A un lado, un bloc, una botella de vino y una caja de pinturas. Al otro, su
equipaje. En medio, el reflejo de la desazón. Un cuerpo etéreo, sin dueño.
Hacía tiempo que le rondaba la idea de marcharse, por eso, hacía solo cuatro
días que había rescatado del altillo la vieja maleta cobriza que recibió en
nombre de su difunto y desconocido padre, como única herencia, de manos de un
amigo de la familia.

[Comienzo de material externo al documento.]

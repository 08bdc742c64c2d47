//! Shared mutable context threaded through every FSM handler.
//!
//! `SupervisorContext` is the single struct that state handlers read from
//! and act through: this tick's inputs, the knob decoder, the output stage,
//! and the producer end of the render channel.

use crate::app::commands::BusCommand;
use crate::app::ports::{KnobPort, OutputPort};
use crate::config::Palette;
use crate::knob::KnobDecoder;
use crate::render::channel::UpdateChannel;
use crate::render::RenderRequest;

// ---------------------------------------------------------------------------
// Per-tick inputs (written by the controller before each FSM tick)
// ---------------------------------------------------------------------------

/// Everything the states need to know about the outside world this tick.
#[derive(Debug, Clone, Copy, Default, PartialEq, Eq)]
pub struct TickInputs {
    /// Monotonic time in milliseconds (wrapping).
    pub now_ms: u32,
    /// Debounced press edge of the override key.
    pub key_pressed: bool,
    /// The decoded bus command received this tick, if any.
    pub command: Option<BusCommand>,
}

// ---------------------------------------------------------------------------
// SupervisorContext
// ---------------------------------------------------------------------------

pub struct SupervisorContext<K: KnobPort, O: OutputPort> {
    // -- Inputs --
    pub inputs: TickInputs,

    // -- Owned collaborators --
    pub knob: KnobDecoder<K>,
    pub output: O,

    // -- Render hand-off --
    pub updates: &'static UpdateChannel,
    pub palette: Palette,
    /// Render requests that displaced an older queued one.
    pub dropped_updates: u32,
}

impl<K: KnobPort, O: OutputPort> SupervisorContext<K, O> {
    pub fn new(
        knob: KnobDecoder<K>,
        output: O,
        updates: &'static UpdateChannel,
        palette: Palette,
    ) -> Self {
        Self {
            inputs: TickInputs::default(),
            knob,
            output,
            updates,
            palette,
            dropped_updates: 0,
        }
    }

    /// Queue a render request; never blocks.
    pub fn push_update(&mut self, request: RenderRequest) {
        if self.updates.push(request) {
            self.dropped_updates = self.dropped_updates.saturating_add(1);
        }
    }

    /// Cut transformer output. Leaves the supply state untouched.
    pub fn output_off(&mut self) {
        self.output.set_power(0);
    }

    /// `true` if this tick carries the given command.
    pub fn received(&self, command: BusCommand) -> bool {
        self.inputs.command == Some(command)
    }
}
//! Lossy render update channel.
//!
//! A 2-slot `embassy-sync` channel shared between the control loop and the
//! render thread. The producer side never waits: when the channel is full
//! the oldest entry is discarded to make room, so the newest request always
//! gets through.

use embassy_sync::blocking_mutex::raw::CriticalSectionRawMutex;
use embassy_sync::channel::{Channel, TrySendError};
use log::debug;

use super::RenderRequest;

/// Channel depth for render requests.
pub const UPDATE_DEPTH: usize = 2;

pub struct UpdateChannel {
    inner: Channel<CriticalSectionRawMutex, RenderRequest, UPDATE_DEPTH>,
}

impl UpdateChannel {
    pub const fn new() -> Self {
        Self {
            inner: Channel::new(),
        }
    }

    /// Enqueue without blocking. Returns `true` if an older entry was
    /// discarded to make room.
    ///
    /// A full channel is retried once before evicting, so a consumer that
    /// frees a slot in the meantime costs no entry. An eviction can still
    /// race the consumer's own receive; the entry it removes is then one
    /// the consumer would have skipped as stale anyway. `true` always
    /// means exactly one entry was discarded.
    pub fn push(&self, request: RenderRequest) -> bool {
        let mut pending = request;
        let mut dropped = false;
        let mut retried = false;
        loop {
            match self.inner.try_send(pending) {
                Ok(()) => return dropped,
                Err(TrySendError::Full(back)) if !retried => {
                    pending = back;
                    retried = true;
                }
                Err(TrySendError::Full(back)) => {
                    pending = back;
                    retried = false;
                    if let Ok(old) = self.inner.try_receive() {
                        debug!("render: dropped stale update {:?}", old);
                        dropped = true;
                    }
                }
            }
        }
    }

    /// Wait for the next request.
    pub async fn pop(&self) -> RenderRequest {
        self.inner.receive().await
    }

    /// Block the calling thread until a request arrives.
    pub fn pop_blocking(&self) -> RenderRequest {
        futures_lite::future::block_on(self.pop())
    }

    /// Take a request if one is queued.
    pub fn try_pop(&self) -> Option<RenderRequest> {
        self.inner.try_receive().ok()
    }

    pub fn len(&self) -> usize {
        self.inner.len()
    }

    pub fn is_empty(&self) -> bool {
        self.inner.is_empty()
    }
}

impl Default for UpdateChannel {
    fn default() -> Self {
        Self::new()
    }
}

Decidió desaparecer silenciosamente para no alterar la
rutina del pueblo, pues la funesta noticia de un suicidio alborotaría a sus
vecinos, torturando sus conciencias con falsas punzadas de culpabilidad.
Sin pensarlo dos
veces, saca la navaja, echa un último vistazo al interior de su equipaje y se
levanta. Con el cuchillo en la mano, avanza hasta una puerta entreabierta de
madera tras la que se encuentra el servicio. Hay una bañera con patas dispuesta
en diagonal cortando la esquina, un taburete oxidado, una palangana de hierro
y, sobre los caños del lavabo, un espejo ovalado con manchas diminutas
fortuitamente distribuidas. Prudente, lo observa todo desde la puerta, aguardando
como único espectador el desenlace de su propia función. Mira de soslayo el
espejo, escasamente iluminado por la tenue cortina de luz que abre camino a la
aurora. Se acobarda. Aunque sus piernas ya han retrocedido, la mitad de su
cuerpo se asoma temeroso al interior del baño, donde el cristal le devuelve el
reflejo de un desconocido. Un sabor amargo recorre su paladar: la náusea que le
produce la realidad. No en vano se ha desterrado a un país de sabanas desechas,
alcohol y lamentos. Sin más miramientos, dirige el cuchillo al cuello,
hundiendo su punta en la piel. Siente cómo sus latidos bailan al compás que
marca su agitada respiración, que va en aumento, y un sudor helado se columpia
entre los surcos que han cristalizado una mueca de horror en su cara. Cierra
los ojos con todas sus fuerzas. Ladea la navaja
y la desliza. Repite ese movimiento hasta doce veces.
Se mira fijamente
y por fin, se ve. Es él. El candor de sus ojos le delata. Aún sin serlo, Ángel
se siente liberado de una carga colosal: la densa barba que cubría sus
inseguridades, donde mecía su vergüenza y se escondía de un mundo inhumano. Esa
barba que le daba una apariencia de bestia indomable y solitaria. La misma que
había robado la identidad de su mirada.
Camina decidido,
cruza la habitación y se detiene frente a la ventana. A través del pequeño
cuadrado observa cómo el sol ha vuelto a salir, por el mimo sitio, a la misma
hora. Por primera vez, repara en los transeúntes, que desfilan por la acera de
la calle de enfrente. Se deslizan meditabundos, ocultos bajo las pieles de sus
abrigos y envueltos en pañuelos de colores apagados, absortos en la trivialidad
de sus preocupaciones. De vez en cuando levantan la cabeza y se miran entre
ellos, pero pronto se arrepienten, y entonces se vuelven pequeños e invisibles
de nuevo. Lástima, pensó, soy como ellos.
Ha vuelto a
perder el control de sus intenciones, y su ingrávido cuerpo se estremece al
contacto con la caricia húmeda del viento: de pronto lo entiende todo. Cierra
bruscamente la ventana. Sonríe. De camino a la puerta recoge el cuaderno y la
fina varilla de carbón que le queda. Con esto bastará, se repite, dejando atrás
el hostal. Tiene un dibujo que terminar ahora que ha vuelto a encontrarse.